A stratified random sample of health-plan members (7884; 2995 males, 4889 females) completed a mail survey that was linked to 24 months of health-plan records. Data were used to examine relationships between alcohol use, gender, health-related attitudes/practices, health, and prevention-service use.
Controlling for attitudes, practices, and health, female lifelong abstainers former drinkers were less likely to have mammograms; individuals with alcohol use disorders and positive AUDIT scores were less likely to obtain influenza vaccinations. AUDIT-positive women were less likely to undergo colorectal screening than AUDIT-positive men. Consistent predictors of prevention-services use were: self-report of having a primary care provider (positive); disliking visiting the doctor (negative); smoking cigarettes (negative), and higher BMI (negative).
When factors associated with drinking are controlled, patterns of alcohol consumption have limited effects on preventive service use. Individuals with stigmatized behaviors (e.g., hazardous/harmful drinking, smoking, or high BMIs) are less likely to receive care. Making care experiences positive and carefully addressing stigmatized health practices could increase preventive service use.
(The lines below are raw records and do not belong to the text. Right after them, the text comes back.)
//! Offline cache worker.
//!
//! Sits between the API client and the network. Once active it serves
//! allow-listed API reads network-first with a five minute cache fallback,
//! keeps the app shell available offline, purges caches from older
//! generations and turns push messages into notifications.
//!
//! Only `GET` requests are ever intercepted; writes and streaming upgrades
//! always go straight to the network.

pub mod network;
pub mod notification;
pub mod request;
pub mod storage;

use std::sync::{Arc, Mutex};
use std::time::Duration;

use reqwest::StatusCode;
use reqwest::Url;
use reqwest::header::HeaderValue;
use serde::Deserialize;
use tracing::{debug, info, warn};

use crate::clock::Clock;

pub use network::{HttpNetwork, Network};
pub use notification::{ClickOutcome, ClientWindow, Notification, notification_from_push, resolve_click};
pub use request::{Request, RequestClass, RequestMode, Response, classify};
pub use storage::CacheStorage;

/// Static asset cache of the current generation.
pub const STATIC_CACHE: &str = "halaltrade-v2";
/// API response cache of the current generation.
pub const API_CACHE: &str = "halaltrade-api-v1";

/// App shell fetched during install.
pub const STATIC_ASSETS: [&str; 3] = ["/", "/index.html", "/manifest.json"];

/// API path prefixes whose `GET` responses are kept for offline use.
pub const CACHEABLE_API_PREFIXES: [&str; 5] = [
    "/api/stocks/list",
    "/api/dashboard",
    "/api/portfolio",
    "/api/alerts",
    "/api/stocks/history",
];

/// How long a cached API response may be served while offline.
pub const API_CACHE_DURATION: Duration = Duration::from_secs(5 * 60);

/// Synthetic header recording when an API response was stored (epoch millis).
pub const CACHED_TIME_HEADER: &str = "sw-cached-time";

/// Where the worker is in its lifecycle.
#[derive(Debug, Clone, Copy, PartialEq, Eq)]
pub enum WorkerPhase {
    /// Created; not intercepting.
    Parsed,
    /// Shell precached, waiting to take over.
    Installed,
    /// Intercepting requests.
    Active,
}

/// Result of offering a request to the worker.
#[derive(Debug)]
pub enum Interception {
    /// The worker does not handle this request; send it to the network.
    PassThrough,
    /// The worker produced the response.
    Respond(Response),
}

/// Control message posted by the application.
#[derive(Debug, Clone, PartialEq, Eq, Deserialize)]
#[serde(tag = "type", rename_all = "SCREAMING_SNAKE_CASE")]
pub enum ControlMessage {
    ClearApiCache,
    SkipWaiting,
    #[serde(other)]
    Unknown,
}

/// The offline cache worker.
pub struct OfflineCacheWorker<N> {
    network: N,
    storage: CacheStorage,
    clock: Arc<dyn Clock>,
    origin: Url,
    phase: Mutex<WorkerPhase>,
}

impl<N: Network> OfflineCacheWorker<N> {
    /// Creates a worker for the application served at `origin`.
    pub fn new(network: N, storage: CacheStorage, clock: Arc<dyn Clock>, origin: Url) -> Self {
        Self {
            network,
            storage,
            clock,
            origin,
            phase: Mutex::new(WorkerPhase::Parsed),
        }
    }

    pub fn phase(&self) -> WorkerPhase {
        *self.phase.lock().unwrap_or_else(|e| e.into_inner())
    }

    fn set_phase(&self, phase: WorkerPhase) {
        *self.phase.lock().unwrap_or_else(|e| e.into_inner()) = phase;
    }

    /// Backing cache storage.
    pub fn storage(&self) -> &CacheStorage {
        &self.storage
    }

    /// Precaches the app shell, then takes over immediately.
    ///
    /// # Errors
    ///
    /// Fails if any shell asset cannot be fetched or answers with a non-2xx
    /// status; nothing is stored in that case and the worker stays
    /// [`WorkerPhase::Parsed`].
    pub async fn install(&self) -> crate::Result<()> {
        let mut fetched = Vec::with_capacity(STATIC_ASSETS.len());

        for path in STATIC_ASSETS {
            let url = self.origin.join(path).map_err(|e| {
                crate::HalalTradeError::Config(format!("invalid origin {}: {e}", self.origin))
            })?;
            let request = Request::get(url);
            let response = self.network.fetch(&request).await?;
            if !response.is_success() {
                return Err(crate::HalalTradeError::Status {
                    status: response.status.as_u16(),
                    url: request.url.to_string(),
                });
            }
            fetched.push((request, response));
        }

        for (request, response) in &fetched {
            self.storage.put(STATIC_CACHE, request.cache_key(), response);
        }

        info!(assets = fetched.len(), "cached static assets");
        self.set_phase(WorkerPhase::Installed);
        self.skip_waiting();
        Ok(())
    }

    /// Activates an installed worker without waiting.
    pub fn skip_waiting(&self) {
        if self.phase() == WorkerPhase::Installed {
            self.activate();
        }
    }

    /// Purges caches from other generations and starts intercepting.
    pub fn activate(&self) {
        for name in self.storage.keys() {
            if name != STATIC_CACHE && name != API_CACHE {
                self.storage.delete(&name);
                info!(cache = %name, "deleted outdated cache");
            }
        }
        self.set_phase(WorkerPhase::Active);
    }

    /// Applies a control message from the application.
    pub fn on_message(&self, message: &ControlMessage) {
        match message {
            ControlMessage::ClearApiCache => {
                self.storage.delete(API_CACHE);
                info!("API cache cleared");
            }
            ControlMessage::SkipWaiting => self.skip_waiting(),
            ControlMessage::Unknown => debug!("ignoring unknown control message"),
        }
    }

    /// Parses and applies a JSON control message.
    ///
    /// # Errors
    ///
    /// Returns [`HalalTradeError::Json`](crate::HalalTradeError::Json) if the
    /// message is not an object with a string `type`.
    pub fn on_message_json(&self, raw: &str) -> crate::Result<()> {
        let message: ControlMessage = serde_json::from_str(raw)?;
        self.on_message(&message);
        Ok(())
    }

    /// Builds the notification for a push message, if it carries data.
    pub fn on_push(&self, data: Option<&[u8]>) -> Option<Notification> {
        notification_from_push(data)
    }

    /// Decides what a notification click does given the open windows.
    pub fn on_notification_click(
        &self,
        notification: &Notification,
        action: Option<&str>,
        windows: &[ClientWindow],
    ) -> ClickOutcome {
        let origin = self.origin.origin().ascii_serialization();
        resolve_click(notification, action, windows, &origin)
    }

    /// Offers `request` to the worker.
    pub async fn handle(&self, request: &Request) -> Interception {
        if self.phase() != WorkerPhase::Active {
            return Interception::PassThrough;
        }

        match classify(request, &CACHEABLE_API_PREFIXES) {
            RequestClass::Bypass | RequestClass::UncachedApi => Interception::PassThrough,
            RequestClass::CacheableApi => Interception::Respond(self.handle_api(request).await),
            RequestClass::Static => Interception::Respond(self.handle_static(request).await),
        }
    }

    /// Sends `request` through the worker, falling back to the plain network
    /// for requests it does not intercept.
    ///
    /// # Errors
    ///
    /// Only pass-through requests can fail; intercepted requests always
    /// produce a response (possibly a 503).
    pub async fn fetch(&self, request: &Request) -> crate::Result<Response> {
        match self.handle(request).await {
            Interception::Respond(response) => Ok(response),
            Interception::PassThrough => self.network.fetch(request).await,
        }
    }

    async fn handle_api(&self, request: &Request) -> Response {
        match self.network.fetch(request).await {
            Ok(response) => {
                if response.is_success() {
                    self.store_api_response(request, &response);
                }
                response
            }
            Err(e) => {
                debug!(url = %request.url, error = %e, "network failed, trying cache");
                match self.cached_api_response(request) {
                    Some(cached) => {
                        info!(url = %request.url, "serving from cache");
                        cached
                    }
                    None => offline_api_response(),
                }
            }
        }
    }

    fn store_api_response(&self, request: &Request, response: &Response) {
        let mut stamped = response.clone();
        let now = self.clock.now_millis().to_string();
        match HeaderValue::from_str(&now) {
            Ok(value) => {
                stamped.headers.insert(CACHED_TIME_HEADER, value);
                self.storage.put(API_CACHE, request.cache_key(), &stamped);
            }
            Err(e) => warn!(error = %e, "could not stamp cached response"),
        }
    }

    fn cached_api_response(&self, request: &Request) -> Option<Response> {
        let key = request.cache_key();
        let cached = self.storage.get(API_CACHE, key)?;

        if let Some(cached_at) = cached.cached_at() {
            let age = self.clock.now_millis().saturating_sub(cached_at);
            if age > API_CACHE_DURATION.as_millis() as u64 {
                debug!(key, age, "cached API response expired");
                self.storage.delete_entry(API_CACHE, key);
                return None;
            }
        }

        Some(cached)
    }

    async fn handle_static(&self, request: &Request) -> Response {
        match self.network.fetch(request).await {
            Ok(response) => {
                if response.is_success() {
                    self.storage.put(STATIC_CACHE, request.cache_key(), &response);
                }
                response
            }
            Err(e) => {
                debug!(url = %request.url, error = %e, "network failed, trying static cache");
                if let Some(cached) = self.storage.get_any(request.cache_key()) {
                    return cached;
                }
                if request.mode == RequestMode::Navigate
                    && let Ok(root) = request.url.join("/")
                    && let Some(shell) = self.storage.get_any(root.as_str())
                {
                    return shell;
                }
                Response::text(StatusCode::SERVICE_UNAVAILABLE, "Offline")
            }
        }
    }
}

/// The 503 returned for an API read with no usable cached copy.
pub fn offline_api_response() -> Response {
    Response::json(
        StatusCode::SERVICE_UNAVAILABLE,
        &serde_json::json!({ "error": "Offline", "message": "No cached data available" }),
    )
}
患有物质使用问题/成瘾的人群中慢性病和损伤的发生率较高,然而重度饮酒者比不饮酒者和适度饮酒者使用的常规和预防性医疗服务更少,而既往饮酒者和戒酒者比适度饮酒者使用的医疗服务更多。研究人员推测,饮酒与适度饮酒者中产生更好健康状况的态度和行为相关联,并且重度饮酒者在患病之前会回避医生,随后戒酒并使用更多的医疗服务。酒精消费、与健康相关的态度、行为以及预防服务使用方面的性别差异可能会影响这些关系。
对健康计划成员进行分层随机抽样(7884人;男性2995人,女性4889人),完成一项与24个月健康计划记录相关联的邮件调查。数据用于检验酒精使用、性别、与健康相关的态度/行为、健康状况以及预防服务使用之间的关系。
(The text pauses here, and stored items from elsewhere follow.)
//! In-memory TTL cache for idempotent HTTP reads.
//!
//! Entries expire lazily: a read that finds a stale entry removes it and
//! reports a miss. [`TtlCache::purge_expired`] and
//! [`TtlCache::spawn_sweeper`] are available for long-running processes that
//! want stale entries reclaimed proactively.

use std::collections::HashMap;
use std::sync::{Arc, Mutex, MutexGuard};
use std::time::Duration;

use tokio::task::JoinHandle;
use tracing::debug;

use crate::clock::Clock;

/// For frequently changing data.
pub const SHORT_TTL: Duration = Duration::from_secs(30);
/// Default TTL.
pub const MEDIUM_TTL: Duration = Duration::from_secs(60);
/// For stable data.
pub const LONG_TTL: Duration = Duration::from_secs(5 * 60);
/// For rarely changing data.
pub const VERY_LONG_TTL: Duration = Duration::from_secs(15 * 60);

/// Builds a cache key from a URL and its query parameters.
///
/// Parameters are sorted by name (then value) so equivalent requests built in
/// a different order share one entry. A URL without parameters is its own key.
pub fn cache_key(url: &str, params: &[(&str, &str)]) -> String {
    if params.is_empty() {
        return url.to_string();
    }

    let mut sorted: Vec<&(&str, &str)> = params.iter().collect();
    sorted.sort();

    let query: Vec<String> = sorted.iter().map(|(k, v)| format!("{k}={v}")).collect();
    format!("{url}?{}", query.join("&"))
}

struct Entry<V> {
    value: V,
    expires_at: u64,
}

/// Entry counts reported by [`TtlCache::stats`].
#[derive(Debug, Clone, Copy, PartialEq, Eq)]
pub struct CacheStats {
    pub total: usize,
    pub valid: usize,
    pub expired: usize,
}

/// Key → (value, expiry) store with lazy eviction.
///
/// An entry written at `t0` with time-to-live `ttl` is returned by
/// [`get`](Self::get) while `now < t0 + ttl` and is absent from then on.
pub struct TtlCache<V> {
    clock: Arc<dyn Clock>,
    default_ttl: Duration,
    entries: Mutex<HashMap<String, Entry<V>>>,
}

impl<V: Clone> TtlCache<V> {
    /// Creates an empty cache using [`MEDIUM_TTL`] as the default lifetime.
    pub fn new(clock: Arc<dyn Clock>) -> Self {
        Self::with_default_ttl(clock, MEDIUM_TTL)
    }

    /// Creates an empty cache with a custom default lifetime.
    pub fn with_default_ttl(clock: Arc<dyn Clock>, default_ttl: Duration) -> Self {
        Self {
            clock,
            default_ttl,
            entries: Mutex::new(HashMap::new()),
        }
    }

    /// The lifetime used by [`set_default`](Self::set_default).
    pub fn default_ttl(&self) -> Duration {
        self.default_ttl
    }

    fn lock(&self) -> MutexGuard<'_, HashMap<String, Entry<V>>> {
        // Entries are plain data; a panic mid-update cannot leave them torn.
        self.entries.lock().unwrap_or_else(|e| e.into_inner())
    }

    /// Returns the stored value if it has not expired, removing it otherwise.
    pub fn get(&self, key: &str) -> Option<V> {
        let now = self.clock.now_millis();
        let mut entries = self.lock();

        match entries.get(key) {
            Some(entry) if now < entry.expires_at => Some(entry.value.clone()),
            Some(_) => {
                entries.remove(key);
                debug!(key, "evicted stale cache entry");
                None
            }
            None => None,
        }
    }

    /// Stores `value` under `key` for `ttl`, replacing any previous entry.
    ///
    /// A zero `ttl` would produce an entry that is already expired, so it is
    /// not stored (and any previous entry for `key` is dropped). Lifetimes
    /// below a millisecond round up to one.
    pub fn set(&self, key: impl Into<String>, value: V, ttl: Duration) {
        let key = key.into();
        let mut entries = self.lock();

        if ttl.is_zero() {
            entries.remove(&key);
            debug!(key = %key, "refusing to cache with zero ttl");
            return;
        }
        let ttl_ms = u64::try_from(ttl.as_nanos().div_ceil(1_000_000)).unwrap_or(u64::MAX);

        let expires_at = self.clock.now_millis().saturating_add(ttl_ms);
        entries.insert(key, Entry { value, expires_at });
    }

    /// Stores `value` with the default lifetime.
    pub fn set_default(&self, key: impl Into<String>, value: V) {
        self.set(key, value, self.default_ttl);
    }

    /// Removes a single key.
    pub fn invalidate(&self, key: &str) {
        self.lock().remove(key);
    }

    /// Removes every key starting with `prefix`; returns how many were dropped.
    pub fn invalidate_prefix(&self, prefix: &str) -> usize {
        let mut entries = self.lock();
        let before = entries.len();
        entries.retain(|key, _| !key.starts_with(prefix));
        let removed = before - entries.len();
        if removed > 0 {
            debug!(prefix, removed, "invalidated cache entries");
        }
        removed
    }

    /// Drops all entries.
    pub fn clear(&self) {
        self.lock().clear();
    }

    /// Number of physically stored entries, stale ones included.
    pub fn len(&self) -> usize {
        self.lock().len()
    }

    pub fn is_empty(&self) -> bool {
        self.lock().is_empty()
    }

    /// Counts valid and expired entries without evicting anything.
    pub fn stats(&self) -> CacheStats {
        let now = self.clock.now_millis();
        let entries = self.lock();
        let valid = entries.values().filter(|e| now < e.expires_at).count();

        CacheStats {
            total: entries.len(),
            valid,
            expired: entries.len() - valid,
        }
    }

    /// Removes all expired entries; returns how many were dropped.
    pub fn purge_expired(&self) -> usize {
        let now = self.clock.now_millis();
        let mut entries = self.lock();
        let before = entries.len();
        entries.retain(|_, e| now < e.expires_at);
        before - entries.len()
    }
}

impl<V: Clone + Send + 'static> TtlCache<V> {
    /// Spawns a task that purges expired entries every `interval`.
    ///
    /// The task stops once every other handle to the cache is dropped.
    pub fn spawn_sweeper(self: &Arc<Self>, interval: Duration) -> JoinHandle<()> {
        let weak = Arc::downgrade(self);

        tokio::spawn(async move {
            let mut ticker = tokio::time::interval(interval);
            // The first tick completes immediately.
            ticker.tick().await;

            loop {
                ticker.tick().await;
                let Some(cache) = weak.upgrade() else {
                    break;
                };
                let purged = cache.purge_expired();
                if purged > 0 {
                    debug!(purged, "swept expired cache entries");
                }
            }
        })
    }
}

#[cfg(test)]
mod tests {
    use super::*;
    use crate::clock::ManualClock;

    fn cache() -> (Arc<ManualClock>, TtlCache<String>) {
        let clock = Arc::new(ManualClock::new(1_000_000));
        let cache = TtlCache::new(clock.clone());
        (clock, cache)
    }

    #[test]
    fn value_is_returned_before_ttl_and_absent_at_ttl() {
        let (clock, cache) = cache();
        cache.set("k", "v".to_string(), Duration::from_secs(10));

        clock.advance(Duration::from_millis(9_999));
        assert_eq!(cache.get("k").as_deref(), Some("v"));

        clock.advance(Duration::from_millis(1));
        assert_eq!(cache.get("k"), None);
    }

    #[test]
    fn stale_read_evicts_entry() {
        let (clock, cache) = cache();
        cache.set("k", "v".to_string(), Duration::from_secs(1));
        clock.advance(Duration::from_secs(2));

        assert_eq!(cache.len(), 1);
        assert_eq!(cache.get("k"), None);
        assert_eq!(cache.len(), 0);
    }

    #[test]
    fn set_overwrites_and_restarts_lifetime() {
        let (clock, cache) = cache();
        cache.set("k", "old".to_string(), Duration::from_secs(5));
        clock.advance(Duration::from_secs(4));
        cache.set("k", "new".to_string(), Duration::from_secs(5));
        clock.advance(Duration::from_secs(4));

        assert_eq!(cache.get("k").as_deref(), Some("new"));
    }

    #[test]
    fn zero_ttl_is_not_stored() {
        let (_clock, cache) = cache();
        cache.set("k", "v".to_string(), Duration::ZERO);
        assert!(cache.is_empty());
    }

    #[test]
    fn sub_millisecond_ttl_rounds_up() {
        let (clock, cache) = cache();
        cache.set("k", "v".to_string(), Duration::from_micros(900));
        assert_eq!(cache.get("k").as_deref(), Some("v"));

        clock.advance(Duration::from_millis(1));
        assert_eq!(cache.get("k"), None);

        cache.set("k", "v".to_string(), Duration::from_micros(1_500));
        clock.advance(Duration::from_millis(1));
        assert_eq!(cache.get("k").as_deref(), Some("v"));
    }

    #[test]
    fn invalidate_prefix_only_hits_matching_keys() {
        let (_clock, cache) = cache();
        cache.set_default("/api/portfolio", "a".to_string());
        cache.set_default("/api/portfolio/transactions", "b".to_string());
        cache.set_default("/api/dashboard", "c".to_string());

        assert_eq!(cache.invalidate_prefix("/api/portfolio"), 2);
        assert_eq!(cache.get("/api/dashboard").as_deref(), Some("c"));
        assert_eq!(cache.get("/api/portfolio"), None);
    }

    #[test]
    fn invalidate_and_clear() {
        let (_clock, cache) = cache();
        cache.set_default("a", "1".to_string());
        cache.set_default("b", "2".to_string());

        cache.invalidate("a");
        assert_eq!(cache.get("a"), None);
        assert_eq!(cache.len(), 1);

        cache.clear();
        assert!(cache.is_empty());
    }

    #[test]
    fn stats_and_purge() {
        let (clock, cache) = cache();
        cache.set("short", "1".to_string(), Duration::from_secs(1));
        cache.set("long", "2".to_string(), Duration::from_secs(100));
        clock.advance(Duration::from_secs(5));

        assert_eq!(
            cache.stats(),
            CacheStats {
                total: 2,
                valid: 1,
                expired: 1
            }
        );
        assert_eq!(cache.purge_expired(), 1);
        assert_eq!(cache.len(), 1);
    }

    #[test]
    fn cache_key_sorts_parameters() {
        let a = cache_key("/api/stocks/history", &[("symbol", "TCS"), ("range", "1m")]);
        let b = cache_key("/api/stocks/history", &[("range", "1m"), ("symbol", "TCS")]);
        assert_eq!(a, b);
        assert_eq!(a, "/api/stocks/history?range=1m&symbol=TCS");
        assert_eq!(cache_key("/api/dashboard", &[]), "/api/dashboard");
    }

    #[tokio::test]
    async fn sweeper_stops_when_cache_dropped() {
        let (clock, cache) = cache();
        let cache = Arc::new(cache);
        cache.set("k", "v".to_string(), Duration::from_millis(1));
        clock.advance(Duration::from_secs(1));

        let handle = cache.spawn_sweeper(Duration::from_millis(10));
        tokio::time::sleep(Duration::from_millis(50)).await;
        assert!(cache.is_empty());

        drop(cache);
        tokio::time::timeout(Duration::from_secs(1), handle)
            .await
            .expect("sweeper did not stop")
            .unwrap();
    }
}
在控制了态度、行为和健康状况后,终身戒酒的女性/既往饮酒者进行乳房X光检查(乳腺钼靶检查)的可能性较小;患有酒精使用障碍且酒精使用障碍识别测试(AUDIT)得分呈阳性的个体接种流感疫苗的可能性较小。AUDIT得分呈阳性的女性接受结直肠癌筛查的可能性低于AUDIT得分呈阳性的男性。预防服务使用的一致预测因素为:有初级保健医生的自我报告(阳性);不喜欢看医生(阴性);吸烟(阴性),以及较高的体重指数(BMI)(阴性)。
当控制与饮酒相关的因素时,酒精消费模式对预防性服务使用的影响有限。有受污名化行为的个体(例如,危险/有害饮酒、吸烟或高BMI)接受医疗服务的可能性较小。使就医体验积极并谨慎处理受污名化的健康行为可能会增加预防性服务的使用。